_Assigned task_
Where a line in the entries below contains the word "results", it counts; give the total by itself.

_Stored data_
##############################

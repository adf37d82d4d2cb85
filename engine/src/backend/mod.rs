//! Generative model backends.
//!
//! The pipeline treats the model as an opaque async boundary: a prompt
//! goes in, text comes out, and everything else (timeouts, retries,
//! structured-output parsing) is layered on by the caller.

mod http;

pub use http::{HttpBackend, HttpBackendConfig};

use async_trait::async_trait;

use crate::error::BackendError;

/// One completion request. Prompts are split into a system part (role and
/// output contract) and a user part (the query-specific grounding).
#[derive(Debug, Clone)]
pub struct CompletionRequest {
    pub system: String,
    pub user: String,
    pub max_tokens: u32,
}

impl CompletionRequest {
    pub fn new(system: impl Into<String>, user: impl Into<String>) -> Self {
        Self {
            system: system.into(),
            user: user.into(),
            max_tokens: 1024,
        }
    }
}

/// Opaque generative model boundary.
#[async_trait]
pub trait GenerativeBackend: Send + Sync {
    /// Run one completion and return the raw response text.
    async fn complete(&self, request: &CompletionRequest) -> Result<String, BackendError>;

    /// Model identifier recorded on report metadata.
    fn model_id(&self) -> &str;
}
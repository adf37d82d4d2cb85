//! LanceDB vector store for regulatory knowledge chunks.
//!
//! Stores and searches chunk embeddings locally using LanceDB. Writes are
//! upserts keyed on chunk id, so re-ingesting a source replaces stale rows
//! instead of duplicating them.

use std::sync::Arc;

use arrow_array::{
    Array, FixedSizeListArray, Float32Array, Int64Array, RecordBatch, RecordBatchIterator,
    StringArray, types::Float32Type,
};
use arrow_schema::{DataType, Field, Schema};
use futures::TryStreamExt;
use lancedb::query::{ExecutableQuery, QueryBase};

use exportready_core::types::CertificationType;

use crate::error::RagError;
use crate::types::{ChunkFilters, KnowledgeChunk, ScoredChunk};

const TABLE_NAME: &str = "regulatory_chunks";

/// LanceDB-backed vector store for regulatory chunk embeddings.
pub struct ChunkStore {
    db: lancedb::Connection,
    dims: usize,
}

impl ChunkStore {
    /// Open or create a chunk store at the given path.
    pub async fn open(path: &str, dims: usize) -> Result<Self, RagError> {
        let db = lancedb::connect(path).execute().await?;
        let store = Self { db, dims };
        store.ensure_table().await?;
        Ok(store)
    }

    /// Build the Arrow schema for the chunks table.
    fn schema(&self) -> Arc<Schema> {
        Arc::new(Schema::new(vec![
            Field::new("id", DataType::Utf8, false),
            Field::new("source", DataType::Utf8, false),
            Field::new("text", DataType::Utf8, false),
            Field::new("regulation", DataType::Utf8, true),
            Field::new("country", DataType::Utf8, true),
            Field::new("certification_type", DataType::Utf8, true),
            Field::new("ingested_at", DataType::Int64, false),
            Field::new(
                "vector",
                DataType::FixedSizeList(
                    Arc::new(Field::new("item", DataType::Float32, true)),
                    self.dims as i32,
                ),
                false,
            ),
        ]))
    }

    /// Ensure the chunks table exists.
    async fn ensure_table(&self) -> Result<(), RagError> {
        let tables = self.db.table_names().execute().await?;
        if !tables.contains(&TABLE_NAME.to_string()) {
            let schema = self.schema();
            let empty_batch = RecordBatch::new_empty(schema.clone());
            let batches = RecordBatchIterator::new(vec![Ok(empty_batch)], schema);
            self.db.create_table(TABLE_NAME, batches).execute().await?;
        }
        Ok(())
    }

    /// Upsert chunks with pre-computed embeddings.
    ///
    /// Rows whose ids already exist are deleted first, so the newest text
    /// and vector always win.
    pub async fn upsert_chunks(
        &self,
        chunks: &[KnowledgeChunk],
        embeddings: Vec<Vec<f32>>,
    ) -> Result<usize, RagError> {
        if chunks.is_empty() || embeddings.is_empty() {
            return Ok(0);
        }

        if chunks.len() != embeddings.len() {
            return Err(RagError::Embedding(format!(
                "Mismatch: {} chunks but {} embeddings",
                chunks.len(),
                embeddings.len()
            )));
        }

        let schema = self.schema();
        let n = chunks.len();

        let table = self.db.open_table(TABLE_NAME).execute().await?;

        let id_list = chunks
            .iter()
            .map(|c| format!("'{}'", escape_sql(&c.id)))
            .collect::<Vec<_>>()
            .join(", ");
        table.delete(&format!("id IN ({id_list})")).await?;

        // Build Arrow arrays from chunks
        let ids = StringArray::from_iter_values(chunks.iter().map(|c| c.id.as_str()));
        let sources = StringArray::from_iter_values(chunks.iter().map(|c| c.source.as_str()));
        let texts = StringArray::from_iter_values(chunks.iter().map(|c| c.text.as_str()));
        let regulations =
            StringArray::from(chunks.iter().map(|c| c.regulation.as_deref()).collect::<Vec<_>>());
        let countries =
            StringArray::from(chunks.iter().map(|c| c.country.as_deref()).collect::<Vec<_>>());
        let cert_types = StringArray::from(
            chunks
                .iter()
                .map(|c| c.certification_type.as_ref().map(|t| t.as_str()))
                .collect::<Vec<_>>(),
        );
        let ingested =
            Int64Array::from(chunks.iter().map(|c| c.ingested_at).collect::<Vec<_>>());

        // Build the vector column
        let vector_array = FixedSizeListArray::from_iter_primitive::<Float32Type, _, _>(
            embeddings
                .into_iter()
                .map(|v| Some(v.into_iter().map(Some).collect::<Vec<_>>())),
            self.dims as i32,
        );

        let batch = RecordBatch::try_new(
            schema.clone(),
            vec![
                Arc::new(ids),
                Arc::new(sources),
                Arc::new(texts),
                Arc::new(regulations),
                Arc::new(countries),
                Arc::new(cert_types),
                Arc::new(ingested),
                Arc::new(vector_array) as Arc<dyn Array>,
            ],
        )
        .map_err(|e| RagError::Store(format!("Failed to create record batch: {e}")))?;

        let batches = RecordBatchIterator::new(vec![Ok(batch)], schema);
        table.add(batches).execute().await?;

        Ok(n)
    }

    /// Search for chunks similar to a query embedding.
    ///
    /// A country filter also admits country-agnostic rows, so guidance that
    /// applies everywhere is never filtered out of a market-specific search.
    pub async fn search(
        &self,
        query_embedding: &[f32],
        limit: usize,
        filters: &ChunkFilters,
    ) -> Result<Vec<ScoredChunk>, RagError> {
        let table = self.db.open_table(TABLE_NAME).execute().await?;

        let mut query = table
            .vector_search(query_embedding)
            .map_err(|e| RagError::Store(format!("Failed to build search query: {e}")))?;

        query = query.limit(limit);

        if let Some(sql) = filter_sql(filters) {
            query = query.only_if(sql);
        }

        let results: Vec<RecordBatch> = query
            .execute()
            .await?
            .try_collect()
            .await
            .map_err(|e| RagError::Store(format!("Failed to execute search: {e}")))?;

        let mut scored_chunks = Vec::new();
        for batch in &results {
            let n = batch.num_rows();
            let ids = batch
                .column_by_name("id")
                .and_then(|c| c.as_any().downcast_ref::<StringArray>());
            let sources = batch
                .column_by_name("source")
                .and_then(|c| c.as_any().downcast_ref::<StringArray>());
            let texts = batch
                .column_by_name("text")
                .and_then(|c| c.as_any().downcast_ref::<StringArray>());
            let regulations = batch
                .column_by_name("regulation")
                .and_then(|c| c.as_any().downcast_ref::<StringArray>());
            let countries = batch
                .column_by_name("country")
                .and_then(|c| c.as_any().downcast_ref::<StringArray>());
            let cert_types = batch
                .column_by_name("certification_type")
                .and_then(|c| c.as_any().downcast_ref::<StringArray>());
            let ingested = batch
                .column_by_name("ingested_at")
                .and_then(|c| c.as_any().downcast_ref::<Int64Array>());
            let distances = batch
                .column_by_name("_distance")
                .and_then(|c| c.as_any().downcast_ref::<Float32Array>());

            // All required columns must be present
            let (Some(ids), Some(sources), Some(texts)) = (ids, sources, texts) else {
                continue;
            };

            for i in 0..n {
                let distance = distances.map(|d| d.value(i)).unwrap_or(0.0);
                let similarity = 1.0 / (1.0 + distance);

                scored_chunks.push(ScoredChunk {
                    chunk: KnowledgeChunk {
                        id: ids.value(i).to_string(),
                        source: sources.value(i).to_string(),
                        text: texts.value(i).to_string(),
                        regulation: regulations.and_then(|col| string_at(col, i)),
                        country: countries.and_then(|col| string_at(col, i)),
                        certification_type: cert_types
                            .and_then(|col| string_at(col, i))
                            .map(|s| CertificationType::parse(&s)),
                        ingested_at: ingested.map(|col| col.value(i)).unwrap_or(0),
                    },
                    similarity,
                });
            }
        }

        Ok(scored_chunks)
    }

    /// Delete all chunks from a source.
    pub async fn delete_source(&self, source: &str) -> Result<(), RagError> {
        let table = self.db.open_table(TABLE_NAME).execute().await?;
        table
            .delete(&format!("source = '{}'", escape_sql(source)))
            .await?;
        Ok(())
    }

    /// Get the number of indexed chunks.
    pub async fn count(&self) -> Result<usize, RagError> {
        let table = self.db.open_table(TABLE_NAME).execute().await?;
        let count = table.count_rows(None).await?;
        Ok(count)
    }
}

fn string_at(col: &StringArray, i: usize) -> Option<String> {
    if col.is_null(i) {
        None
    } else {
        Some(col.value(i).to_string())
    }
}

fn escape_sql(value: &str) -> String {
    value.replace('\'', "''")
}

fn filter_sql(filters: &ChunkFilters) -> Option<String> {
    let mut clauses = Vec::new();
    if let Some(country) = &filters.country {
        clauses.push(format!(
            "(country = '{}' OR country IS NULL)",
            escape_sql(country)
        ));
    }
    if let Some(cert) = &filters.certification_type {
        clauses.push(format!(
            "certification_type = '{}'",
            escape_sql(cert.as_str())
        ));
    }
    if clauses.is_empty() {
        None
    } else {
        Some(clauses.join(" AND "))
    }
}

##############################

_Answer box_
2